The protein tyrosine kinase inhibitor SU5614 inhibits VEGF-induced endothelial cell sprouting and induces growth arrest and apoptosis by inhibition of c-kit in AML cells

Objective Angiogenesis, the process of new blood vessel formation, is a critical process during growth and metastasis of solid tumors and might also represent a promising therapeutical target in patients with acute myeloid leukemia (AML). Methods In this study, we analyzed the expression of vascular endothelial growth factor receptors (VEGFR)-1/2 and its ligand VEGF in AML cell lines and characterized the inhibitory activity of the protein tyrosine kinase (PTK) inhibitor SU5614 on human endothelial and leukemic cells. Results Intracellular VEGF expression was detected in 9 of 10 leukemic cell lines. In contrast, VEGFR-1 and VEGFR-2 expression was restricted to 6 and 2 out of 10 cell lines, respectively. Although SU5614 was a potent inhibitor of the VEGF-induced endothelial cell sprouting in vitro, the sensitivity of leukemic cells toward the growth inhibitory activity of the compound was determined by the c-kit, but not by the VEGFR-1/2 expression. SU5614 induced growth arrest and apoptosis in c-kit–expressing Kasumi-1, UT-7, and M-07e cells and inhibited the stem cell factor (SCF)-induced tyrosine phosphorylation of c-kit.
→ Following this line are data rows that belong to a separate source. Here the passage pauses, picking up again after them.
use portfolio::domain::NewSubscriber;
use portfolio::routes::newsletter::{NewsletterOutcome, register_subscriber, save_subscriber};

use crate::helpers::{assert_is_redirect_to, spawn_app};

#[tokio::test]
async fn new_subscriber_is_stored_and_redirected_with_ok() {
    let app = spawn_app().await;

    let response = app
        .post_newsletter(
            &[("newsletter_email", "new@site.com"), ("source", "footer")],
            Some("/about"),
        )
        .await;

    assert_is_redirect_to(&response, "/about?newsletter=ok");

    let saved = sqlx::query_as::<_, (String, Option<String>)>(
        "SELECT email, source FROM newsletter_subscribers",
    )
    .fetch_one(&app.db_pool)
    .await
    .expect("Failed to fetch saved subscriber");

    assert_eq!(saved.0, "new@site.com");
    assert_eq!(saved.1.as_deref(), Some("footer"));
}

#[tokio::test]
async fn missing_source_is_stored_as_null() {
    let app = spawn_app().await;

    let response = app
        .post_newsletter(&[("newsletter_email", "new@site.com")], Some("/"))
        .await;
    assert_is_redirect_to(&response, "/?newsletter=ok");

    let source =
        sqlx::query_scalar::<_, Option<String>>("SELECT source FROM newsletter_subscribers")
            .fetch_one(&app.db_pool)
            .await
            .expect("Failed to fetch saved subscriber");
    assert!(source.is_none());
}

#[tokio::test]
async fn missing_referer_redirects_to_the_home_page() {
    let app = spawn_app().await;

    let response = app
        .post_newsletter(&[("newsletter_email", "new@site.com")], None)
        .await;

    assert_is_redirect_to(&response, "/?newsletter=ok");
}

#[tokio::test]
async fn subscribing_twice_yields_exists_and_a_single_row() {
    let app = spawn_app().await;

    let first = app.subscribe("twice@site.com").await;
    let second = app.subscribe("twice@site.com").await;

    assert_is_redirect_to(&first, "/?newsletter=ok");
    assert_is_redirect_to(&second, "/?newsletter=exists");
    assert_eq!(app.subscriber_emails().await, vec!["twice@site.com".to_string()]);
}

#[tokio::test]
async fn email_is_normalized_before_storage_and_duplicate_check() {
    let app = spawn_app().await;

    let first = app.subscribe("  USER@Example.com ").await;
    let second = app.subscribe("user@example.COM").await;

    assert_is_redirect_to(&first, "/?newsletter=ok");
    assert_is_redirect_to(&second, "/?newsletter=exists");
    assert_eq!(app.subscriber_emails().await, vec!["user@example.com".to_string()]);
}

#[tokio::test]
async fn malformed_emails_are_rejected_as_invalid() {
    let app = spawn_app().await;

    for email in ["", "no-at-sign", "a@b", "a@b."] {
        let response = app.subscribe(email).await;
        assert_is_redirect_to(&response, "/?newsletter=invalid");
    }

    assert!(app.subscriber_emails().await.is_empty());
}

#[tokio::test]
async fn filled_honeypot_is_treated_as_spam() {
    let app = spawn_app().await;

    let response = app
        .post_newsletter(
            &[("newsletter_email", "bot@site.com"), ("hp", "http://buy-now.example")],
            Some("/services"),
        )
        .await;

    assert_is_redirect_to(&response, "/services?newsletter=spam");
    assert!(app.subscriber_emails().await.is_empty());
}

#[tokio::test]
async fn sixth_submission_within_the_hour_is_rate_limited() {
    let app = spawn_app().await;

    for i in 0..5 {
        let response = app.subscribe(&format!("reader{i}@site.com")).await;
        assert_is_redirect_to(&response, "/?newsletter=ok");
    }

    let response = app.subscribe("reader5@site.com").await;
    assert_is_redirect_to(&response, "/?newsletter=rate_limit");
    assert_eq!(app.subscriber_emails().await.len(), 5);
}

#[tokio::test]
async fn honeypot_is_checked_before_the_rate_limit() {
    let app = spawn_app().await;
    for i in 0..5 {
        app.subscribe(&format!("reader{i}@site.com")).await;
    }

    let response = app
        .post_newsletter(
            &[("newsletter_email", "another@site.com"), ("hp", "filled")],
            Some("/"),
        )
        .await;

    assert_is_redirect_to(&response, "/?newsletter=spam");
}

#[tokio::test]
async fn rate_limit_is_checked_before_email_validation() {
    let app = spawn_app().await;
    for i in 0..5 {
        app.subscribe(&format!("reader{i}@site.com")).await;
    }

    let response = app.subscribe("not-an-email").await;

    assert_is_redirect_to(&response, "/?newsletter=rate_limit");
}

#[tokio::test]
async fn storage_failure_redirects_with_error() {
    let app = spawn_app().await;
    sqlx::query("DROP TABLE newsletter_subscribers")
        .execute(&app.db_pool)
        .await
        .unwrap();

    let response = app.subscribe("new@site.com").await;

    assert_is_redirect_to(&response, "/?newsletter=error");
}

#[tokio::test]
async fn concurrent_identical_submissions_store_a_single_row() {
    let app = spawn_app().await;

    let (first, second) = tokio::join!(
        app.subscribe("race@site.com"),
        app.subscribe("race@site.com")
    );

    let mut locations = [first, second]
        .iter()
        .map(|r| r.headers().get("Location").unwrap().to_str().unwrap().to_owned())
        .collect::<Vec<_>>();
    locations.sort();

    assert_eq!(locations, vec!["/?newsletter=exists", "/?newsletter=ok"]);
    assert_eq!(app.subscriber_emails().await, vec!["race@site.com".to_string()]);
}

#[tokio::test]
async fn insert_losing_the_race_is_reported_as_exists() {
    let app = spawn_app().await;
    let new_subscriber = NewSubscriber::parse("race@site.com", None).unwrap();

    // Both submissions found no row, so both go straight to the insert.
    let first = save_subscriber(&app.db_pool, &new_subscriber).await;
    let second = save_subscriber(&app.db_pool, &new_subscriber).await;

    assert_eq!(first, NewsletterOutcome::Subscribed);
    assert_eq!(second, NewsletterOutcome::Exists);
    assert_eq!(app.subscriber_emails().await, vec!["race@site.com".to_string()]);
}

#[tokio::test]
async fn other_insert_failures_are_reported_as_failed() {
    let app = spawn_app().await;
    sqlx::query(
        "ALTER TABLE newsletter_subscribers \
         ADD CONSTRAINT no_example CHECK (email NOT LIKE '%@example.com')",
    )
    .execute(&app.db_pool)
    .await
    .unwrap();
    let new_subscriber = NewSubscriber::parse("blocked@example.com", None).unwrap();

    assert_eq!(
        register_subscriber(&app.db_pool, &new_subscriber).await,
        NewsletterOutcome::Failed
    );
    assert_eq!(
        save_subscriber(&app.db_pool, &new_subscriber).await,
        NewsletterOutcome::Failed
    );
}

#[tokio::test]
async fn body_that_is_not_a_form_redirects_with_invalid() {
    let app = spawn_app().await;

    let response = app
        .api_client
        .post(format!("{}/newsletter", &app.address))
        .header("Referer", "/services")
        .body("newsletter_email=new%40site.com")
        .send()
        .await
        .expect("Failed to execute request.");

    assert_is_redirect_to(&response, "/services?newsletter=invalid");
    assert!(app.subscriber_emails().await.is_empty());
}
The sensitivity of Kasumi-1 cells towards the growth inhibitory activity of SU5614 was caused by an autocrine production of SCF, but not by transforming mutations of c-kit. Conclusions Our data provide strong evidence that SU5614 has a dual mode of action, and by direct inhibition of c-kit in AML cells and by inhibition of VEGFR-2 in endothelial cells, it might represent a novel treatment option for patients with c-kit+ AML.